* WHAT YOU WILL DO
Give back each line of the listing precisely as written.

* RECORDS TO PROCESS
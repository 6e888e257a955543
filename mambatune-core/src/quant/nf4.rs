use half::f16;
use serde::Deserialize;

use crate::error::{Error, Result};
use crate::memory::{MemoryCategory, Registration};
use crate::tensor::Tensor;

/// The 16 NF4 levels: quantiles of the standard normal, clipped to [-1, 1].
pub const NF4_CODEBOOK: [f32; 16] = [
    -1.0, -0.6962, -0.5251, -0.3949, -0.2844, -0.1848, -0.0911, 0.0, 0.0796, 0.1609, 0.2461,
    0.3379, 0.4407, 0.5626, 0.7230, 1.0,
];

const SUPER_BLOCK: usize = 4;
const SCALE_FLOOR: f32 = 1e-8;

/// How weight tensors are quantized when a model is built.
#[derive(Debug, Clone, Copy, Deserialize)]
#[serde(default)]
pub struct QuantSpec {
    pub block_size: usize,
    pub double_quant: bool,
}

impl Default for QuantSpec {
    fn default() -> Self {
        Self {
            block_size: 64,
            double_quant: true,
        }
    }
}

/// A frozen weight tensor in packed NF4 form. Immutable after creation;
/// its bytes are accounted under `ModelWeights` until dropped.
#[derive(Debug)]
pub struct QuantizedTensor {
    packed: Vec<u8>,
    scales: Vec<f16>,
    super_scales: Option<Vec<u8>>,
    shape: Vec<usize>,
    block_size: usize,
    _registration: Registration,
}

impl QuantizedTensor {
    pub fn shape(&self) -> &[usize] {
        &self.shape
    }

    pub fn elem_count(&self) -> usize {
        self.shape.iter().product()
    }

    pub fn block_size(&self) -> usize {
        self.block_size
    }

    pub fn is_double_quant(&self) -> bool {
        self.super_scales.is_some()
    }

    pub fn byte_count(&self) -> usize {
        self._registration.bytes()
    }

    /// 4-bit index of element `g`: even elements occupy the low nibble.
    pub fn index_of(&self, g: usize) -> u8 {
        let byte = self.packed[g / 2];
        if g % 2 == 0 {
            byte & 0x0F
        } else {
            byte >> 4
        }
    }

    fn effective_scale(&self, block: usize) -> f32 {
        let l1 = self.scales[block].to_f32();
        match &self.super_scales {
            Some(l2) => l1 * (l2[block / SUPER_BLOCK] as f32 / 127.0),
            None => l1,
        }
    }
}

fn nearest_code(x: f32) -> u8 {
    let mut best = 0usize;
    let mut best_dist = f32::INFINITY;
    for (i, &level) in NF4_CODEBOOK.iter().enumerate() {
        let dist = (x - level).abs();
        if dist < best_dist {
            best_dist = dist;
            best = i;
        }
    }
    best as u8
}

/// Quantize an f32 tensor to packed NF4.
///
/// Each contiguous block of `block_size` elements is normalized by its
/// absolute maximum (stored as an f16 level-1 scale). With double
/// quantization, every 4 consecutive block scales share a u8 level-2 scale;
/// the level-1 entries then hold the block scale divided by the decoded
/// super-scale, so dequantization multiplies the two back together.
pub fn quantize(t: &Tensor, spec: QuantSpec) -> Result<QuantizedTensor> {
    if spec.block_size == 0 {
        return Err(Error::CodecSize("block size must be positive".into()));
    }
    let count = t.elem_count();
    if count == 0 {
        return Err(Error::CodecSize("cannot quantize an empty tensor".into()));
    }
    let data = t.data()?;
    let n_blocks = count.div_ceil(spec.block_size);

    let block_scales: Vec<f32> = data
        .chunks(spec.block_size)
        .map(|block| {
            block
                .iter()
                .fold(0.0f32, |acc, &x| acc.max(x.abs()))
                .max(SCALE_FLOOR)
        })
        .collect();

    let (scales, super_scales) = if spec.double_quant {
        let mut l1 = Vec::with_capacity(n_blocks);
        let mut l2 = Vec::with_capacity(n_blocks.div_ceil(SUPER_BLOCK));
        for group in block_scales.chunks(SUPER_BLOCK) {
            let smax = group.iter().cloned().fold(SCALE_FLOOR, f32::max);
            // The u8 entry carries the coarse super-block magnitude
            // (round(s_max), floored at 1 so small-scale tensors survive);
            // the f16 level-1 ratio absorbs the rounding.
            let stored = (smax.round().clamp(0.0, 127.0) as u8).max(1);
            let decoded = stored as f32 / 127.0;
            l2.push(stored);
            for &s in group {
                l1.push(f16::from_f32(s / decoded));
            }
        }
        (l1, Some(l2))
    } else {
        (
            block_scales.iter().map(|&s| f16::from_f32(s)).collect(),
            None,
        )
    };

    let mut packed = vec![0u8; count.div_ceil(2)];
    for (g, &x) in data.iter().enumerate() {
        let block = g / spec.block_size;
        let scale = match &super_scales {
            Some(l2) => scales[block].to_f32() * (l2[block / SUPER_BLOCK] as f32 / 127.0),
            None => scales[block].to_f32(),
        };
        let code = nearest_code(x / scale.max(SCALE_FLOOR));
        if g % 2 == 0 {
            packed[g / 2] |= code;
        } else {
            packed[g / 2] |= code << 4;
        }
    }

    let bytes = packed.len()
        + scales.len() * 2
        + super_scales.as_ref().map_or(0, |l2| l2.len());
    let registration = Registration::new(MemoryCategory::ModelWeights, bytes)?;

    Ok(QuantizedTensor {
        packed,
        scales,
        super_scales,
        shape: t.shape().to_vec(),
        block_size: spec.block_size,
        _registration: registration,
    })
}

/// Reconstruct an f32 tensor from its packed form.
pub fn dequantize(q: &QuantizedTensor, category: MemoryCategory) -> Result<Tensor> {
    let count = q.elem_count();
    let mut out = Vec::with_capacity(count);
    for g in 0..count {
        let code = q.index_of(g) as usize;
        out.push(NF4_CODEBOOK[code] * q.effective_scale(g / q.block_size));
    }
    Tensor::from_vec(out, q.shape(), category)
}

* ANSWER FOR THIS EXERCISE
repository 6e888e257a955543
filename mambatune-core/src/quant/nf4.rs
use half::f16;
use serde::Deserialize;

use crate::error::{Error, Result};
use crate::memory::{MemoryCategory, Registration};
use crate::tensor::Tensor;

/// The 16 NF4 levels: quantiles of the standard normal, clipped to [-1, 1].
pub const NF4_CODEBOOK: [f32; 16] = [
    -1.0, -0.6962, -0.5251, -0.3949, -0.2844, -0.1848, -0.0911, 0.0, 0.0796, 0.1609, 0.2461,
    0.3379, 0.4407, 0.5626, 0.7230, 1.0,
];

const SUPER_BLOCK: usize = 4;
const SCALE_FLOOR: f32 = 1e-8;

/// How weight tensors are quantized when a model is built.
#[derive(Debug, Clone, Copy, Deserialize)]
#[serde(default)]
pub struct QuantSpec {
    pub block_size: usize,
    pub double_quant: bool,
}

impl Default for QuantSpec {
    fn default() -> Self {
        Self {
            block_size: 64,
            double_quant: true,
        }
    }
}

/// A frozen weight tensor in packed NF4 form. Immutable after creation;
/// its bytes are accounted under `ModelWeights` until dropped.
#[derive(Debug)]
pub struct QuantizedTensor {
    packed: Vec<u8>,
    scales: Vec<f16>,
    super_scales: Option<Vec<u8>>,
    shape: Vec<usize>,
    block_size: usize,
    _registration: Registration,
}

impl QuantizedTensor {
    pub fn shape(&self) -> &[usize] {
        &self.shape
    }

    pub fn elem_count(&self) -> usize {
        self.shape.iter().product()
    }

    pub fn block_size(&self) -> usize {
        self.block_size
    }

    pub fn is_double_quant(&self) -> bool {
        self.super_scales.is_some()
    }

    pub fn byte_count(&self) -> usize {
        self._registration.bytes()
    }

    /// 4-bit index of element `g`: even elements occupy the low nibble.
    pub fn index_of(&self, g: usize) -> u8 {
        let byte = self.packed[g / 2];
        if g % 2 == 0 {
            byte & 0x0F
        } else {
            byte >> 4
        }
    }

    fn effective_scale(&self, block: usize) -> f32 {
        let l1 = self.scales[block].to_f32();
        match &self.super_scales {
            Some(l2) => l1 * (l2[block / SUPER_BLOCK] as f32 / 127.0),
            None => l1,
        }
    }
}

fn nearest_code(x: f32) -> u8 {
    let mut best = 0usize;
    let mut best_dist = f32::INFINITY;
    for (i, &level) in NF4_CODEBOOK.iter().enumerate() {
        let dist = (x - level).abs();
        if dist < best_dist {
            best_dist = dist;
            best = i;
        }
    }
    best as u8
}

/// Quantize an f32 tensor to packed NF4.
///
/// Each contiguous block of `block_size` elements is normalized by its
/// absolute maximum (stored as an f16 level-1 scale). With double
/// quantization, every 4 consecutive block scales share a u8 level-2 scale;
/// the level-1 entries then hold the block scale divided by the decoded
/// super-scale, so dequantization multiplies the two back together.
pub fn quantize(t: &Tensor, spec: QuantSpec) -> Result<QuantizedTensor> {
    if spec.block_size == 0 {
        return Err(Error::CodecSize("block size must be positive".into()));
    }
    let count = t.elem_count();
    if count == 0 {
        return Err(Error::CodecSize("cannot quantize an empty tensor".into()));
    }
    let data = t.data()?;
    let n_blocks = count.div_ceil(spec.block_size);

    let block_scales: Vec<f32> = data
        .chunks(spec.block_size)
        .map(|block| {
            block
                .iter()
                .fold(0.0f32, |acc, &x| acc.max(x.abs()))
                .max(SCALE_FLOOR)
        })
        .collect();

    let (scales, super_scales) = if spec.double_quant {
        let mut l1 = Vec::with_capacity(n_blocks);
        let mut l2 = Vec::with_capacity(n_blocks.div_ceil(SUPER_BLOCK));
        for group in block_scales.chunks(SUPER_BLOCK) {
            let smax = group.iter().cloned().fold(SCALE_FLOOR, f32::max);
            // The u8 entry carries the coarse super-block magnitude
            // (round(s_max), floored at 1 so small-scale tensors survive);
            // the f16 level-1 ratio absorbs the rounding.
            let stored = (smax.round().clamp(0.0, 127.0) as u8).max(1);
            let decoded = stored as f32 / 127.0;
            l2.push(stored);
            for &s in group {
                l1.push(f16::from_f32(s / decoded));
            }
        }
        (l1, Some(l2))
    } else {
        (
            block_scales.iter().map(|&s| f16::from_f32(s)).collect(),
            None,
        )
    };

    let mut packed = vec![0u8; count.div_ceil(2)];
    for (g, &x) in data.iter().enumerate() {
        let block = g / spec.block_size;
        let scale = match &super_scales {
            Some(l2) => scales[block].to_f32() * (l2[block / SUPER_BLOCK] as f32 / 127.0),
            None => scales[block].to_f32(),
        };
        let code = nearest_code(x / scale.max(SCALE_FLOOR));
        if g % 2 == 0 {
            packed[g / 2] |= code;
        } else {
            packed[g / 2] |= code << 4;
        }
    }

    let bytes = packed.len()
        + scales.len() * 2
        + super_scales.as_ref().map_or(0, |l2| l2.len());
    let registration = Registration::new(MemoryCategory::ModelWeights, bytes)?;

    Ok(QuantizedTensor {
        packed,
        scales,
        super_scales,
        shape: t.shape().to_vec(),
        block_size: spec.block_size,
        _registration: registration,
    })
}

/// Reconstruct an f32 tensor from its packed form.
pub fn dequantize(q: &QuantizedTensor, category: MemoryCategory) -> Result<Tensor> {
    let count = q.elem_count();
    let mut out = Vec::with_capacity(count);
    for g in 0..count {
        let code = q.index_of(g) as usize;
        out.push(NF4_CODEBOOK[code] * q.effective_scale(g / q.block_size));
    }
    Tensor::from_vec(out, q.shape(), category)
}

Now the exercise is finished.